Mainstream Weekly

Home > 2017 > Checkmated by Teesta: Hasina Visit and the Trajectory of India-Bangladesh (...)

Mainstream, VOL LV No 18, New Delhi, April 22, 2017

Checkmated by Teesta: Hasina Visit and the Trajectory of India-Bangladesh Ties

Monday 24 April 2017

by Purusottam Bhattacharya

The much hyped state visit of the Prime Minister of Bangladesh, Sheikh Hasina Wajed, concluded on April 10, 2017 with feelings of satisfaction on both sides barring the much anticipated missing accord on sharing of the waters of the river Teesta between the two countries. This was the first state visit of the Bangladesh Prime Minister to New Delhi since the NDA Government of Narendra Modi came to power in May 2014 and the second one since she assumed power in Dhaka in January 2009. Her last state visit took place in January 2010. Since then India-Bangladesh relations have undergone a remarkable transformation.

Gone are the days of the tension-filled, even charged, atmosphere in the ties between Dhaka and New Delhi that was the hallmark of the period 2001 to 2006 when Begum Khaleda Zia of the Bangladesh Nationalist Party (BNP) was in power in Dhaka in alliance with the radical Islamist Jamaat-e-Islami and other hard-core religious partners. Hasina brought about a fundamental change in the scenario by addressing the principal Indian grievance that Bangladesh was acting as a sanctuary of the insurgent groups from the North-East of India by cracking down on them and even handing over several insurgents to the Indian authorities. Besides, she took several other measures which also transformed the ambience of India-Bangladesh relations over the past eight years to which New Delhi responded warmly. Prime Minister Narendra Modi also paid a visit to Dhaka in June 2015 when the Land Boundary Agreement (LBA), which had been pending since 1974, was signed.(Purusottam Bhattacharya: 2016: 273-285)

Therefore it would not be an over-statement to say that the atmosphere preceding the just concluded visit of Sheikh Hasina was surcharged with expectations of a further fillip to the already warm ties that exist—perhaps the closest India has at the moment with any of its immediate neighbours.

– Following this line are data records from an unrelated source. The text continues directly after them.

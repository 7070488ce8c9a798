/// Customers and suppliers of a company
///
/// The journal sheet references customers by `code`, unique per company.

use chrono::{DateTime, Utc};
use serde::{Deserialize, Serialize};
use sqlx::PgPool;
use uuid::Uuid;

#[derive(Debug, Clone, Serialize, Deserialize, sqlx::FromRow)]
pub struct Customer {
    pub id: Uuid,
    pub company_id: Uuid,
    pub code: String,
    pub name: String,
    pub register_number: Option<String>,
    pub phone: Option<String>,
    pub email: Option<String>,
    pub created_at: DateTime<Utc>,
    pub updated_at: DateTime<Utc>,
}

#[derive(Debug, Clone, Serialize, Deserialize)]
pub struct CreateCustomer {
    pub company_id: Uuid,
    pub code: String,
    pub name: String,
    pub register_number: Option<String>,
    pub phone: Option<String>,
    pub email: Option<String>,
}

#[derive(Debug, Clone, Default, Serialize, Deserialize)]
pub struct UpdateCustomer {
    pub code: Option<String>,
    pub name: Option<String>,
    pub register_number: Option<String>,
    pub phone: Option<String>,
    pub email: Option<String>,
}

impl Customer {
    pub async fn create(pool: &PgPool, data: CreateCustomer) -> Result<Self, sqlx::Error> {
        sqlx::query_as::<_, Customer>(
            r#"
            INSERT INTO customers (company_id, code, name, register_number, phone, email)
            VALUES ($1, $2, $3, $4, $5, $6)
            RETURNING id, company_id, code, name, register_number, phone, email,
                      created_at, updated_at
            "#,
        )
        .bind(data.company_id)
        .bind(data.code.trim())
        .bind(data.name)
        .bind(data.register_number)
        .bind(data.phone)
        .bind(data.email)
        .fetch_one(pool)
        .await
    }

    pub async fn find_by_id(pool: &PgPool, id: Uuid) -> Result<Option<Self>, sqlx::Error> {
        sqlx::query_as::<_, Customer>(
            r#"
            SELECT id, company_id, code, name, register_number, phone, email,
                   created_at, updated_at
            FROM customers
            WHERE id = $1
            "#,
        )
        .bind(id)
        .fetch_optional(pool)
        .await
    }

    /// Lists a company's customers, optionally filtered by a code/name fragment
    pub async fn list_by_company(
        pool: &PgPool,
        company_id: Uuid,
        search: Option<&str>,
    ) -> Result<Vec<Self>, sqlx::Error> {
        let pattern = search
            .map(str::trim)
            .filter(|s| !s.is_empty())
            .map(|s| format!("%{}%", s));

        sqlx::query_as::<_, Customer>(
            r#"
            SELECT id, company_id, code, name, register_number, phone, email,
                   created_at, updated_at
            FROM customers
            WHERE company_id = $1
              AND ($2::text IS NULL OR code ILIKE $2 OR name ILIKE $2)
            ORDER BY code
            "#,
        )
        .bind(company_id)
        .bind(pattern)
        .fetch_all(pool)
        .await
    }

    pub async fn update(pool: &PgPool, id: Uuid, data: UpdateCustomer) -> Result<Option<Self>, sqlx::Error> {
        sqlx::query_as::<_, Customer>(
            r#"
            UPDATE customers
            SET code = COALESCE($2, code),
                name = COALESCE($3, name),
                register_number = COALESCE($4, register_number),
                phone = COALESCE($5, phone),
                email = COALESCE($6, email),
                updated_at = NOW()
            WHERE id = $1
            RETURNING id, company_id, code, name, register_number, phone, email,
                      created_at, updated_at
            "#,
        )
        .bind(id)
        .bind(data.code.map(|c| c.trim().to_string()))
        .bind(data.name)
        .bind(data.register_number)
        .bind(data.phone)
        .bind(data.email)
        .fetch_optional(pool)
        .await
    }

    pub async fn delete(pool: &PgPool, id: Uuid) -> Result<bool, sqlx::Error> {
        let result = sqlx::query("DELETE FROM customers WHERE id = $1")
            .bind(id)
            .execute(pool)
            .await?;

        Ok(result.rows_affected() > 0)
    }
}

A quick assessment of the visit is that these expectations were largely fulfilled barring the elusive Teesta pact which has been pending for the past six years. The two countries signed no fewer than 22 agreements, the two principal core ones being related to defence cooperation and connectivity. India offered a $ 500 million line of credit to Bangladesh for defence purchases from this country. Besides the defence framework pact consisting of five agreements opens up different opportunities for coordination between Indian and Bangladesh forces, including joint exercises, coordinated patrols, naval exercises, even training institutes. Experts believe this will open a new chapter in a sector hiherto unex-plored with Bangladesh beginning to look at India as a dependable defence supplier. If the defence framework agreement works as intended, Dhaka will no longer have to look towards China only as a defence supplier. However, it may be apt to add here that the defence pact has already come under criticism from some quarters in Bangladesh.

Connectivity was also one of the main themes of the visit and this has been a major element in the dialogue between the two countries for the past several years. India announced a $ 4.5 billion line of credit which is expected to be utilised for the development of three ports in Bangladesh—Payra, Mongla and Chittagong— as well as railways and roads. The other key MOUs were on passenger and cruise services on the coastal and protocol route, cooperation on cyber security and the peaceful uses of outer space. The bilateral commitment on fighting terrorism was strongly reiterated in the joint statement which vowed “to combat terrorism in all its forms and manifestations, and stessed that there can be no justification whatsoever for any act of terror... the fight against terrorism should not only seek to disrupt and eliminate terrorists, terror organisations and networks, but should also identify, hold accountable and take strong measures against states and entities which encourage, support and finance terrorism, provide sanctuary to terrorists and terror groups, and falsely extol their virtues.” Needless to add, the message directed to Pakistan in particular and terror groups in South Asia and elsewhere in general is unmistakable. The visit, no doubt, strengthens India-Bangladesh coope-ration in fighting cross-border terrorism in the eastern parts of South Asia.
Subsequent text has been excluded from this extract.